— Data for this exercise —
// Copyright (c) 2025 Geoffrey Huntley <ghuntley@ghuntley.com>. All rights reserved.
// SPDX-License-Identifier: Proprietary

//! Declarative resource model for flapflap infrastructure.
//!
//! Resources are plain value types collected into an [`App`] → [`Stack`] tree.
//! Nothing here talks to a cloud provider: the tree is rendered into a
//! [`CloudAssembly`] (CloudFormation templates plus a manifest), which is the
//! hand-off artifact for whatever provisioning engine applies it.
//!
//! - [`cognito`]: user pool and user pool client declarations
//! - [`Tags`]: transitive tagging pass over any [`Taggable`] node
//! - [`Token`]: unresolved references to provider-generated identifiers
//! - [`synth`]: template and assembly rendering

pub mod app;
pub mod cognito;
pub mod error;
pub mod id;
pub mod stack;
pub mod synth;
pub mod tags;
pub mod token;

pub use app::App;
pub use error::{DeclarationError, SynthError};
pub use id::{ConstructId, LogicalId};
pub use stack::{Environment, Output, RemovalPolicy, Resource, ResourceKind, Stack, StackProps};
pub use synth::{CloudAssembly, StackArtifact, MANIFEST_VERSION};
pub use tags::{TagMap, Taggable, Tags};
pub use token::Token;
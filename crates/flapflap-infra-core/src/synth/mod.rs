// Copyright (c) 2025 Geoffrey Huntley <ghuntley@ghuntley.com>. All rights reserved.
// SPDX-License-Identifier: Proprietary

//! Synthesis: rendering the construct tree into a cloud assembly.
//!
//! A cloud assembly is a directory holding one CloudFormation template per
//! stack plus a `manifest.json` naming each stack's deployment environment.
//! It is the only thing handed to the provisioning engine.

mod assembly;

pub use assembly::{CloudAssembly, StackArtifact, MANIFEST_FILE, MANIFEST_VERSION};
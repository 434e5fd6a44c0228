// Copyright (c) 2025 Geoffrey Huntley <ghuntley@ghuntley.com>. All rights
// reserved. SPDX-License-Identifier: Proprietary

//! flapflap-infra binary.

use std::path::PathBuf;

use anyhow::Context;
use clap::Parser;
use flapflap_infra::cli::{AppCommand, Cli, Command};
use flapflap_infra::STACK_ID;
use flapflap_infra_config::CliOverrides;
use tracing_subscriber::{layer::SubscriberExt, util::SubscriberInitExt};

mod version;

fn main() -> anyhow::Result<()> {
	let cli = Cli::parse();
	let overrides = cli.overrides();

	match cli.command {
		Command::Version => {
			println!("{}", version::format_version_info());
			Ok(())
		}
		Command::App(command) => run(command, cli.config, overrides),
	}
}

fn run(
	command: AppCommand,
	config_file: Option<PathBuf>,
	overrides: CliOverrides,
) -> anyhow::Result<()> {
	// Load .env file if present
	dotenvy::dotenv().ok();

	let config = flapflap_infra_config::load_config(config_file, overrides)
		.context("failed to load configuration")?;

	// Logs go to stderr; `template` owns stdout
	tracing_subscriber::registry()
		.with(
			tracing_subscriber::EnvFilter::try_from_default_env()
				.unwrap_or_else(|_| config.logging.level.clone().into()),
		)
		.with(tracing_subscriber::fmt::layer().with_writer(std::io::stderr))
		.init();

	tracing::debug!(command = ?command, "starting flapflap-infra");

	match command {
		AppCommand::Synth(_) => {
			let assembly = flapflap_infra::synth(config.target).context("failed to synthesize app")?;
			let out_dir = &config.synth.out_dir;
			assembly
				.write_to(out_dir)
				.with_context(|| format!("failed to write cloud assembly to {}", out_dir.display()))?;
			for artifact in assembly.artifacts() {
				println!("{}", out_dir.join(artifact.template_file()).display());
			}
		}
		AppCommand::List => {
			let app = flapflap_infra::build_app(config.target).context("failed to build app")?;
			for stack in app.stacks() {
				println!("{}", stack.id());
			}
		}
		AppCommand::Template => {
			let assembly = flapflap_infra::synth(config.target).context("failed to synthesize app")?;
			let artifact = assembly
				.stack(STACK_ID)
				.with_context(|| format!("stack {STACK_ID} missing from assembly"))?;
			print!(
				"{}",
				artifact
					.render_template()
					.context("failed to render template")?
			);
		}
	}

	Ok(())
}
// Copyright (c) 2025 Geoffrey Huntley <ghuntley@ghuntley.com>. All rights reserved.
// SPDX-License-Identifier: Proprietary

use std::collections::BTreeMap;
use std::path::{Path, PathBuf};

use serde_json::{json, Map, Value};
use tracing::{debug, info};

use crate::app::App;
use crate::error::SynthError;
use crate::stack::{Environment, Stack};
use crate::tags::TagMap;

/// Cloud assembly schema version written to the manifest.
pub const MANIFEST_VERSION: &str = "36.0.0";

pub const MANIFEST_FILE: &str = "manifest.json";

const STACK_ARTIFACT_TYPE: &str = "aws:cloudformation:stack";

/// One synthesized stack.
#[derive(Debug, Clone, PartialEq, Eq)]
pub struct StackArtifact {
	pub stack_name: String,
	pub environment: Environment,
	pub tags: TagMap,
	pub template: Value,
}

impl StackArtifact {
	fn from_stack(stack: &Stack) -> Self {
		Self {
			stack_name: stack.id().to_string(),
			environment: stack.environment().clone(),
			tags: stack.tags().clone(),
			template: stack.to_template(),
		}
	}

	pub fn template_file(&self) -> String {
		format!("{}.template.json", self.stack_name)
	}

	/// The template as written to disk.
	pub fn render_template(&self) -> Result<String, SynthError> {
		render(&self.template)
	}

	fn manifest_entry(&self) -> Value {
		let mut properties = Map::new();
		properties.insert("templateFile".into(), json!(self.template_file()));
		if !self.tags.is_empty() {
			properties.insert("tags".into(), self.tags.to_template_map());
		}

		json!({
			"type": STACK_ARTIFACT_TYPE,
			"environment": self.environment.to_string(),
			"properties": properties,
		})
	}
}

/// Rendered output of a synthesis run, ordered by stack name.
#[derive(Debug, Clone, Default, PartialEq, Eq)]
pub struct CloudAssembly {
	artifacts: BTreeMap<String, StackArtifact>,
}

impl CloudAssembly {
	/// Renders every stack of the app.
	pub fn synth(app: &App) -> Self {
		let artifacts: BTreeMap<String, StackArtifact> = app
			.stacks()
			.iter()
			.map(|stack| {
				let artifact = StackArtifact::from_stack(stack);
				debug!(
					stack = %artifact.stack_name,
					environment = %artifact.environment,
					resources = stack.resources().len(),
					outputs = stack.outputs().len(),
					"synthesized stack"
				);
				(artifact.stack_name.clone(), artifact)
			})
			.collect();

		Self { artifacts }
	}

	pub fn artifacts(&self) -> impl Iterator<Item = &StackArtifact> {
		self.artifacts.values()
	}

	pub fn stack(&self, name: &str) -> Option<&StackArtifact> {
		self.artifacts.get(name)
	}

	pub fn manifest(&self) -> Value {
		let artifacts: Map<String, Value> = self
			.artifacts
			.iter()
			.map(|(name, artifact)| (name.clone(), artifact.manifest_entry()))
			.collect();

		json!({
			"version": MANIFEST_VERSION,
			"artifacts": artifacts,
		})
	}

	/// Writes the manifest and every template into `dir`, creating it if
	/// needed. Returns the written paths, manifest first.
	///
	/// Everything is rendered before the first file is touched, so a
	/// serialization failure leaves `dir` unchanged.
	pub fn write_to(&self, dir: &Path) -> Result<Vec<PathBuf>, SynthError> {
		let mut files = vec![(dir.join(MANIFEST_FILE), render(&self.manifest())?)];
		for artifact in self.artifacts.values() {
			files.push((dir.join(artifact.template_file()), artifact.render_template()?));
		}

		std::fs::create_dir_all(dir).map_err(|source| SynthError::Io {
			path: dir.to_path_buf(),
			source,
		})?;

		let mut written = Vec::with_capacity(files.len());
		for (path, contents) in files {
			std::fs::write(&path, contents).map_err(|source| SynthError::Io {
				path: path.clone(),
				source,
			})?;
			debug!(path = %path.display(), "wrote assembly file");
			written.push(path);
		}

		info!(dir = %dir.display(), stacks = self.artifacts.len(), "cloud assembly written");
		Ok(written)
	}
}

/// Pretty JSON with a trailing newline. Object keys are already sorted, so
/// identical inputs give identical bytes.
fn render(value: &Value) -> Result<String, SynthError> {
	let mut out = serde_json::to_string_pretty(value)?;
	out.push('\n');
	Ok(out)
}
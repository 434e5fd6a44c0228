// Copyright (c) 2025 Geoffrey Huntley <ghuntley@ghuntley.com>. All rights reserved.
// SPDX-License-Identifier: Proprietary

//! Configuration error types.

use std::path::PathBuf;

/// Errors that can occur during configuration loading and validation.
#[derive(Debug, thiserror::Error)]
pub enum ConfigError {
	/// Config file could not be read
	#[error("Failed to read config file {path}: {source}")]
	FileRead {
		path: PathBuf,
		#[source]
		source: std::io::Error,
	},

	/// TOML parsing error
	#[error("TOML parse error in {path}: {source}")]
	TomlParse {
		path: PathBuf,
		#[source]
		source: toml::de::Error,
	},

	/// Invalid value
	#[error("Invalid value for {key}: {message}")]
	InvalidValue { key: String, message: String },
}

impl ConfigError {
	/// Create an invalid value error
	pub fn invalid_value(key: impl Into<String>, message: impl Into<String>) -> Self {
		Self::InvalidValue {
			key: key.into(),
			message: message.into(),
		}
	}
}
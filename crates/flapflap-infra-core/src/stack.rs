// Copyright (c) 2025 Geoffrey Huntley <ghuntley@ghuntley.com>. All rights reserved.
// SPDX-License-Identifier: Proprietary

//! Stacks: the unit of deployment, holding resources and outputs.

use std::fmt;

use serde_json::{json, Map, Value};
use tracing::debug;

use crate::cognito::{
	UserPool, UserPoolClient, UserPoolClientProps, UserPoolClientRef, UserPoolProps, UserPoolRef,
	USER_POOL_CLIENT_TYPE, USER_POOL_TYPE,
};
use crate::error::DeclarationError;
use crate::id::{ConstructId, LogicalId};
use crate::tags::{TagMap, Taggable};
use crate::token::Token;

const UNKNOWN_ACCOUNT: &str = "unknown-account";
const UNKNOWN_REGION: &str = "unknown-region";

/// Deployment target of a stack. Unset fields are resolved by the
/// provisioning engine.
#[derive(Debug, Clone, Default, PartialEq, Eq)]
pub struct Environment {
	pub account: Option<String>,
	pub region: Option<String>,
}

impl Environment {
	pub fn new(account: Option<String>, region: Option<String>) -> Self {
		Self { account, region }
	}
}

impl fmt::Display for Environment {
	fn fmt(&self, f: &mut fmt::Formatter<'_>) -> fmt::Result {
		write!(
			f,
			"aws://{}/{}",
			self.account.as_deref().unwrap_or(UNKNOWN_ACCOUNT),
			self.region.as_deref().unwrap_or(UNKNOWN_REGION)
		)
	}
}

#[derive(Debug, Clone, Default, PartialEq, Eq)]
pub struct StackProps {
	pub env: Environment,
	pub description: Option<String>,
}

/// What happens to the live resource when its declaration is removed.
#[derive(Debug, Clone, Copy, PartialEq, Eq)]
pub enum RemovalPolicy {
	/// The live resource is deleted with the stack.
	Destroy,
	/// The live resource is orphaned and keeps existing.
	Retain,
}

impl RemovalPolicy {
	fn template_value(self) -> &'static str {
		match self {
			RemovalPolicy::Destroy => "Delete",
			RemovalPolicy::Retain => "Retain",
		}
	}
}

#[derive(Debug, Clone, Copy, PartialEq, Eq)]
pub enum ResourceKind {
	UserPool,
	UserPoolClient,
}

impl ResourceKind {
	pub fn type_name(self) -> &'static str {
		match self {
			ResourceKind::UserPool => USER_POOL_TYPE,
			ResourceKind::UserPoolClient => USER_POOL_CLIENT_TYPE,
		}
	}
}

/// A resource declared in a stack.
#[derive(Debug, Clone, PartialEq, Eq)]
pub enum Resource {
	UserPool(UserPool),
	UserPoolClient(UserPoolClient),
}

impl Resource {
	pub fn kind(&self) -> ResourceKind {
		match self {
			Resource::UserPool(_) => ResourceKind::UserPool,
			Resource::UserPoolClient(_) => ResourceKind::UserPoolClient,
		}
	}

	pub fn construct_id(&self) -> &ConstructId {
		match self {
			Resource::UserPool(r) => r.construct_id(),
			Resource::UserPoolClient(r) => r.construct_id(),
		}
	}

	pub fn logical_id(&self) -> &LogicalId {
		match self {
			Resource::UserPool(r) => r.logical_id(),
			Resource::UserPoolClient(r) => r.logical_id(),
		}
	}

	pub fn tags(&self) -> &TagMap {
		match self {
			Resource::UserPool(r) => &r.tags,
			Resource::UserPoolClient(r) => &r.tags,
		}
	}

	/// Explicit removal policy, if the resource declares one.
	pub fn removal_policy(&self) -> Option<RemovalPolicy> {
		match self {
			Resource::UserPool(r) => Some(r.props().removal_policy),
			Resource::UserPoolClient(_) => None,
		}
	}

	pub(crate) fn to_template(&self) -> Value {
		let properties = match self {
			Resource::UserPool(r) => r.to_properties(),
			Resource::UserPoolClient(r) => r.to_properties(),
		};

		let mut resource = json!({
			"Type": self.kind().type_name(),
			"Properties": properties,
		});
		if let Some(policy) = self.removal_policy() {
			resource["DeletionPolicy"] = json!(policy.template_value());
			resource["UpdateReplacePolicy"] = json!(policy.template_value());
		}
		resource
	}
}

impl Taggable for Resource {
	fn visit_tags(&mut self, visit: &mut dyn FnMut(&mut TagMap)) {
		match self {
			Resource::UserPool(r) => visit(&mut r.tags),
			Resource::UserPoolClient(r) => visit(&mut r.tags),
		}
	}
}

/// A value published by the stack once it has been applied.
#[derive(Debug, Clone, PartialEq, Eq)]
pub struct Output {
	construct_id: ConstructId,
	logical_id: LogicalId,
	value: Token,
	description: Option<String>,
}

impl Output {
	pub fn construct_id(&self) -> &ConstructId {
		&self.construct_id
	}

	pub fn logical_id(&self) -> &LogicalId {
		&self.logical_id
	}

	pub fn value(&self) -> &Token {
		&self.value
	}

	pub fn description(&self) -> Option<&str> {
		self.description.as_deref()
	}

	fn to_template(&self) -> Value {
		let mut output = json!({ "Value": self.value.to_template() });
		if let Some(description) = &self.description {
			output["Description"] = json!(description);
		}
		output
	}
}

/// A deployable collection of resources and outputs.
#[derive(Debug, Clone, PartialEq, Eq)]
pub struct Stack {
	id: ConstructId,
	props: StackProps,
	resources: Vec<Resource>,
	outputs: Vec<Output>,
	tags: TagMap,
}

impl Stack {
	/// Creates an empty stack. It joins an app through [`crate::App::add_stack`]
	/// once populated.
	pub fn new(id: &str, props: StackProps) -> Result<Self, DeclarationError> {
		Ok(Self {
			id: ConstructId::new(id)?,
			props,
			resources: Vec::new(),
			outputs: Vec::new(),
			tags: TagMap::new(),
		})
	}

	pub fn id(&self) -> &ConstructId {
		&self.id
	}

	pub fn props(&self) -> &StackProps {
		&self.props
	}

	pub fn environment(&self) -> &Environment {
		&self.props.env
	}

	/// Stack-level tags, as set by [`crate::Tags`].
	pub fn tags(&self) -> &TagMap {
		&self.tags
	}

	pub fn resources(&self) -> &[Resource] {
		&self.resources
	}

	pub fn outputs(&self) -> &[Output] {
		&self.outputs
	}

	pub fn resource(&self, logical_id: &LogicalId) -> Option<&Resource> {
		self.resources.iter().find(|r| r.logical_id() == logical_id)
	}

	pub fn output(&self, construct_id: &str) -> Option<&Output> {
		self.outputs
			.iter()
			.find(|o| o.construct_id.as_str() == construct_id)
	}

	pub fn user_pools(&self) -> impl Iterator<Item = &UserPool> {
		self.resources.iter().filter_map(|r| match r {
			Resource::UserPool(pool) => Some(pool),
			_ => None,
		})
	}

	pub fn user_pool_clients(&self) -> impl Iterator<Item = &UserPoolClient> {
		self.resources.iter().filter_map(|r| match r {
			Resource::UserPoolClient(client) => Some(client),
			_ => None,
		})
	}

	/// Declares a user pool.
	pub fn add_user_pool(&mut self, id: &str, props: UserPoolProps) -> Result<UserPoolRef, DeclarationError> {
		let construct_id = ConstructId::new(id)?;
		self.ensure_unique(&construct_id, &LogicalId::for_resource(&construct_id))?;

		let pool = UserPool::new(construct_id, props)?;
		let reference = pool.reference(&self.id);
		debug!(stack = %self.id, id, logical_id = %pool.logical_id(), "declared user pool");
		self.resources.push(Resource::UserPool(pool));
		Ok(reference)
	}

	/// Declares a client against a user pool of this stack.
	pub fn add_user_pool_client(
		&mut self,
		id: &str,
		props: UserPoolClientProps,
	) -> Result<UserPoolClientRef, DeclarationError> {
		let construct_id = ConstructId::new(id)?;
		self.ensure_unique(&construct_id, &LogicalId::for_resource(&construct_id))?;

		let pool_ref = &props.user_pool;
		// Logical ids repeat across stacks; the owning stack has to match too.
		let pool = if pool_ref.stack() == &self.id {
			self.user_pools()
				.find(|p| p.logical_id() == pool_ref.logical_id())
		} else {
			None
		};
		let pool = pool.ok_or_else(|| self.dangling(pool_ref.stack(), pool_ref.logical_id()))?;

		let client = UserPoolClient::new(construct_id, props, pool)?;
		let reference = client.reference(&self.id);
		debug!(
			stack = %self.id,
			id,
			logical_id = %client.logical_id(),
			user_pool = %client.user_pool().logical_id(),
			"declared user pool client"
		);
		self.resources.push(Resource::UserPoolClient(client));
		Ok(reference)
	}

	/// Publishes a value as a stack output.
	pub fn add_output(
		&mut self,
		id: &str,
		value: Token,
		description: Option<String>,
	) -> Result<&Output, DeclarationError> {
		let construct_id = ConstructId::new(id)?;
		let logical_id = LogicalId::for_output(&construct_id);
		self.ensure_unique(&construct_id, &logical_id)?;

		if value.stack() != &self.id || self.resource(value.target()).is_none() {
			return Err(self.dangling(value.stack(), value.target()));
		}

		debug!(stack = %self.id, id, value = %value, "declared output");
		self.outputs.push(Output {
			construct_id,
			logical_id,
			value,
			description,
		});
		let index = self.outputs.len() - 1;
		Ok(&self.outputs[index])
	}

	fn ensure_unique(&self, id: &ConstructId, logical_id: &LogicalId) -> Result<(), DeclarationError> {
		let taken = self
			.resources
			.iter()
			.map(|r| (r.construct_id(), r.logical_id()))
			.chain(self.outputs.iter().map(|o| (&o.construct_id, &o.logical_id)))
			.any(|(c, l)| c == id || l == logical_id);

		if taken {
			return Err(DeclarationError::DuplicateConstructId {
				scope: self.id.to_string(),
				id: id.to_string(),
			});
		}
		Ok(())
	}

	fn dangling(&self, owner: &ConstructId, logical_id: &LogicalId) -> DeclarationError {
		DeclarationError::DanglingReference {
			stack: self.id.to_string(),
			logical_id: format!("{owner}/{logical_id}"),
		}
	}

	/// Renders the stack as a CloudFormation template.
	pub fn to_template(&self) -> Value {
		let mut template = Map::new();

		if let Some(description) = &self.props.description {
			template.insert("Description".into(), json!(description));
		}

		let resources: Map<String, Value> = self
			.resources
			.iter()
			.map(|r| (r.logical_id().to_string(), r.to_template()))
			.collect();
		template.insert("Resources".into(), Value::Object(resources));

		if !self.outputs.is_empty() {
			let outputs: Map<String, Value> = self
				.outputs
				.iter()
				.map(|o| (o.logical_id.to_string(), o.to_template()))
				.collect();
			template.insert("Outputs".into(), Value::Object(outputs));
		}

		Value::Object(template)
	}
}

impl Taggable for Stack {
	fn visit_tags(&mut self, visit: &mut dyn FnMut(&mut TagMap)) {
		visit(&mut self.tags);
		for resource in &mut self.resources {
			resource.visit_tags(visit);
		}
	}
}

#[cfg(test)]
mod tests {
	use super::*;
	use crate::cognito::{CustomAttribute, SignInAliases};
	use crate::tags::Tags;

	fn stack() -> Stack {
		Stack::new("TestStack", StackProps::default()).unwrap()
	}

	fn email_pool() -> UserPoolProps {
		UserPoolProps {
			sign_in_aliases: SignInAliases {
				email: true,
				..Default::default()
			},
			..Default::default()
		}
	}

	#[test]
	fn test_environment_display_defers_unknown_parts() {
		assert_eq!(
			Environment::default().to_string(),
			"aws://unknown-account/unknown-region"
		);
		let env = Environment::new(Some("111111111111".into()), Some("us-east-1".into()));
		assert_eq!(env.to_string(), "aws://111111111111/us-east-1");
	}

	#[test]
	fn test_client_references_pool() {
		let mut stack = stack();
		let pool = stack.add_user_pool("pool", email_pool()).unwrap();
		let client = stack
			.add_user_pool_client("client", UserPoolClientProps::new(pool.clone()))
			.unwrap();

		let declared = stack.user_pool_clients().next().unwrap();
		assert_eq!(declared.user_pool(), &pool);
		assert_eq!(declared.logical_id(), client.logical_id());
	}

	#[test]
	fn test_client_against_foreign_pool_is_dangling() {
		let mut other = Stack::new("Other", StackProps::default()).unwrap();
		let foreign = other.add_user_pool("foreign", email_pool()).unwrap();

		let mut stack = stack();
		let err = stack
			.add_user_pool_client("client", UserPoolClientProps::new(foreign))
			.unwrap_err();
		assert!(matches!(err, DeclarationError::DanglingReference { .. }));
		assert!(stack.resources().is_empty());
	}

	#[test]
	fn test_same_named_pool_in_other_stack_is_dangling() {
		let mut other = Stack::new("Other", StackProps::default()).unwrap();
		let foreign = other.add_user_pool("pool", email_pool()).unwrap();

		let mut stack = stack();
		let local = stack.add_user_pool("pool", email_pool()).unwrap();
		assert_eq!(local.logical_id(), foreign.logical_id());

		let err = stack
			.add_user_pool_client("client", UserPoolClientProps::new(foreign.clone()))
			.unwrap_err();
		assert_eq!(
			err,
			DeclarationError::DanglingReference {
				stack: "TestStack".to_string(),
				logical_id: format!("Other/{}", foreign.logical_id()),
			}
		);
		assert!(matches!(
			stack.add_output("pool-id", foreign.user_pool_id(), None),
			Err(DeclarationError::DanglingReference { .. })
		));
		assert_eq!(stack.resources().len(), 1);
		assert!(stack.outputs().is_empty());

		stack
			.add_user_pool_client("client", UserPoolClientProps::new(local.clone()))
			.unwrap();
		stack.add_output("pool-id", local.user_pool_id(), None).unwrap();
	}

	#[test]
	fn test_duplicate_ids_rejected() {
		let mut stack = stack();
		stack.add_user_pool("pool", email_pool()).unwrap();
		assert!(matches!(
			stack.add_user_pool("pool", email_pool()),
			Err(DeclarationError::DuplicateConstructId { .. })
		));
	}

	#[test]
	fn test_output_logical_id_collision_rejected() {
		let mut stack = stack();
		let pool = stack.add_user_pool("pool", email_pool()).unwrap();
		stack
			.add_output("pool-id", pool.user_pool_id(), None)
			.unwrap();
		assert!(matches!(
			stack.add_output("poolid", pool.user_pool_id(), None),
			Err(DeclarationError::DuplicateConstructId { .. })
		));
	}

	#[test]
	fn test_output_must_reference_stack_resource() {
		let mut other = Stack::new("Other", StackProps::default()).unwrap();
		let foreign = other.add_user_pool("foreign", email_pool()).unwrap();

		let mut stack = stack();
		assert!(matches!(
			stack.add_output("id", foreign.user_pool_id(), None),
			Err(DeclarationError::DanglingReference { .. })
		));
	}

	#[test]
	fn test_tags_reach_stack_and_resources() {
		let mut stack = stack();
		let pool = stack.add_user_pool("pool", email_pool()).unwrap();
		stack
			.add_user_pool_client("client", UserPoolClientProps::new(pool))
			.unwrap();

		let visited = Tags::of(&mut stack).add("team", "identity").unwrap();
		assert_eq!(visited, 3);
		assert_eq!(stack.tags().get("team"), Some("identity"));
		assert!(stack
			.resources()
			.iter()
			.all(|r| r.tags().get("team") == Some("identity")));
	}

	#[test]
	fn test_template_shape() {
		let mut props = email_pool();
		props
			.custom_attributes
			.insert("isAdmin".into(), CustomAttribute::boolean());
		let mut stack = Stack::new(
			"TestStack",
			StackProps {
				description: Some("identity".into()),
				..Default::default()
			},
		)
		.unwrap();
		let pool = stack.add_user_pool("pool", props).unwrap();
		let client = stack
			.add_user_pool_client("client", UserPoolClientProps::new(pool.clone()))
			.unwrap();
		stack
			.add_output("pool-id", pool.user_pool_id(), Some("pool".into()))
			.unwrap();

		let template = stack.to_template();
		assert_eq!(template["Description"], json!("identity"));

		let pool_json = &template["Resources"][pool.logical_id().as_str()];
		assert_eq!(pool_json["Type"], json!("AWS::Cognito::UserPool"));
		assert_eq!(pool_json["DeletionPolicy"], json!("Retain"));
		assert_eq!(pool_json["UpdateReplacePolicy"], json!("Retain"));

		let client_json = &template["Resources"][client.logical_id().as_str()];
		assert_eq!(client_json["Type"], json!("AWS::Cognito::UserPoolClient"));
		assert!(client_json.get("DeletionPolicy").is_none());

		assert_eq!(
			template["Outputs"]["poolid"],
			json!({
				"Value": { "Ref": pool.logical_id().as_str() },
				"Description": "pool",
			})
		);
	}

	#[test]
	fn test_destroy_policy_renders_delete() {
		let mut props = email_pool();
		props.removal_policy = RemovalPolicy::Destroy;
		let mut stack = stack();
		let pool = stack.add_user_pool("pool", props).unwrap();
		let template = stack.to_template();
		assert_eq!(
			template["Resources"][pool.logical_id().as_str()]["DeletionPolicy"],
			json!("Delete")
		);
	}
}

— Activity —
Return every line of the entries above that the string "team" appears in.

— Exercise answer —
		let visited = Tags::of(&mut stack).add("team", "identity").unwrap();
		assert_eq!(stack.tags().get("team"), Some("identity"));
			.all(|r| r.tags().get("team") == Some("identity")));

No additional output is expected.